David, the racing story is an absolute tragedy because he was almost single-handedly supporting an industry that has been in turmoil and decline for many years and his injection into that industry, if you take that money out – and you have to now, is going to make a massive impact. If you consider he’s been the country’s leading owner and by some distance for the last decade, he’s won all the big races, he spends all the big money, he is the founder in his little group of Cape thoroughbred sales, the big sales house and he supported it hugely by putting a lot of money into it. He supported many trainers.

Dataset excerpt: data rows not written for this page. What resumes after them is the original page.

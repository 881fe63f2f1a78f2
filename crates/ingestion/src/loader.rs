//! The fetch-clean-append loop.

use anyhow::bail;
use artic_etl_db::ExhibitionRecord;
use artic_etl_telemetry::{audit, Metrics};
use async_trait::async_trait;
use serde::Serialize;
use tracing::{info, warn};

use crate::api_client::ExhibitionsPage;
use crate::error::ApiError;
use crate::transformer::flatten_batch;

/// Anything that can produce pages of raw exhibition objects.
#[async_trait]
pub trait ExhibitionSource: Send + Sync {
    async fn fetch_page(&self, page: u32) -> Result<ExhibitionsPage, ApiError>;
}

/// Anything that can persist batches of exhibition records.
///
/// `replace` drops and recreates the destination table from the batch;
/// `append` inserts into the existing table. Both return rows written.
#[async_trait]
pub trait ExhibitionSink: Send + Sync {
    async fn replace(&self, batch: &[ExhibitionRecord]) -> anyhow::Result<u64>;
    async fn append(&self, batch: &[ExhibitionRecord]) -> anyhow::Result<u64>;
}

/// Drives the two-state loop: one replace-semantics write, then
/// append-semantics writes until the running total reaches the threshold.
pub struct Loader<S, W> {
    source: S,
    sink: W,
    threshold: u64,
    metrics: Metrics,
    sample_output_path: Option<String>,
}

#[derive(Debug, Serialize)]
struct AuditIteration {
    iteration: u64,
    page: u32,
    fetched: usize,
    kept: usize,
    rows_written: u64,
    total_rows: u64,
}

impl<S, W> Loader<S, W>
where
    S: ExhibitionSource,
    W: ExhibitionSink,
{
    pub fn new(
        source: S,
        sink: W,
        threshold: u64,
        metrics: Metrics,
        sample_output_path: Option<String>,
    ) -> Self {
        Self {
            source,
            sink,
            threshold,
            metrics,
            sample_output_path,
        }
    }

    pub fn source(&self) -> &S {
        &self.source
    }

    pub fn sink(&self) -> &W {
        &self.sink
    }

    /// Run the loop to completion and return the final running total.
    ///
    /// Every source or sink failure is fatal and propagates immediately;
    /// nothing is retried.
    pub async fn run(&self) -> anyhow::Result<u64> {
        // INIT: first page, replace-semantics write.
        let mut page = 1u32;
        let first = self.source.fetch_page(page).await?;
        if first.data.is_empty() {
            bail!("exhibitions feed returned no records");
        }
        let batch = flatten_batch(&first.data);
        self.metrics
            .inc_records_dropped((first.data.len() - batch.len()) as u64);

        let written = self.sink.replace(&batch).await?;
        self.metrics.inc_rows_written(written);
        let mut total = written;
        info!(total, kept = batch.len(), fetched = first.data.len(), "Stored initial batch");
        self.sample(0, page, first.data.len(), batch.len(), written, total);

        let mut total_pages = first.total_pages;
        // Guards against a full pass over the feed that writes nothing,
        // which would otherwise loop forever.
        let mut wrote_since_wrap = written > 0;
        let mut iteration = 0u64;

        // ACCUMULATE: append-semantics writes until the threshold is met.
        while total < self.threshold {
            iteration += 1;
            let next = match total_pages {
                Some(last) if u64::from(page) >= last => 1,
                _ => page + 1,
            };
            if next == 1 {
                if !wrote_since_wrap {
                    bail!("completed a full pass over the feed without writing any rows");
                }
                wrote_since_wrap = false;
            }
            page = next;

            let fetched = self.source.fetch_page(page).await?;
            if fetched.total_pages.is_some() {
                total_pages = fetched.total_pages;
            }
            if fetched.data.is_empty() {
                if page == 1 {
                    bail!("exhibitions feed returned no records");
                }
                // Ran off the end of the feed; remember where it ended so
                // the cursor wraps on the next pass.
                warn!(page, "Empty page, treating as end of feed");
                total_pages = Some(u64::from(page) - 1);
                continue;
            }

            let batch = flatten_batch(&fetched.data);
            self.metrics
                .inc_records_dropped((fetched.data.len() - batch.len()) as u64);

            let written = self.sink.append(&batch).await?;
            self.metrics.inc_rows_written(written);
            total += written;
            if written > 0 {
                wrote_since_wrap = true;
            }
            info!(total, page, kept = batch.len(), fetched = fetched.data.len(), "Stored batch");
            self.sample(iteration, page, fetched.data.len(), batch.len(), written, total);
        }

        info!(total, threshold = self.threshold, "Loader finished");
        Ok(total)
    }

    fn sample(
        &self,
        iteration: u64,
        page: u32,
        fetched: usize,
        kept: usize,
        rows_written: u64,
        total_rows: u64,
    ) {
        let payload = AuditIteration {
            iteration,
            page,
            fetched,
            kept,
            rows_written,
            total_rows,
        };
        if let Err(e) = audit::write_audit_sample(self.sample_output_path.as_ref(), &payload) {
            warn!("Failed to write audit sample: {}", e);
        }
    }
}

I think he had something like 300 horses in training and with the best quality stock. He had the biggest breeding farm, Klawervlei, with a wonderful man called John Costa and his other partner there who is Bernard Kantor from Investec who now have to wonder what did they do, how did they carry on and these are industries, these are businesses that need enormous amounts of capital and there are those who say, “Well, that’s the reason why Markus Jooste went and borrowed all this money from the banks and used his Steinhoff shares as security because he wanted to keep his horse racing endeavours going. If you take him out of the market, there isn’t another one, there’s no whale to come ad replace him, he was that big”.

You see, he had a whole ecosystem around his life, of his lifestyle. It must have affected his personal life as well and you just think of how many other people he might have been supporting, friends, family, you know in businesses, a property business and everything.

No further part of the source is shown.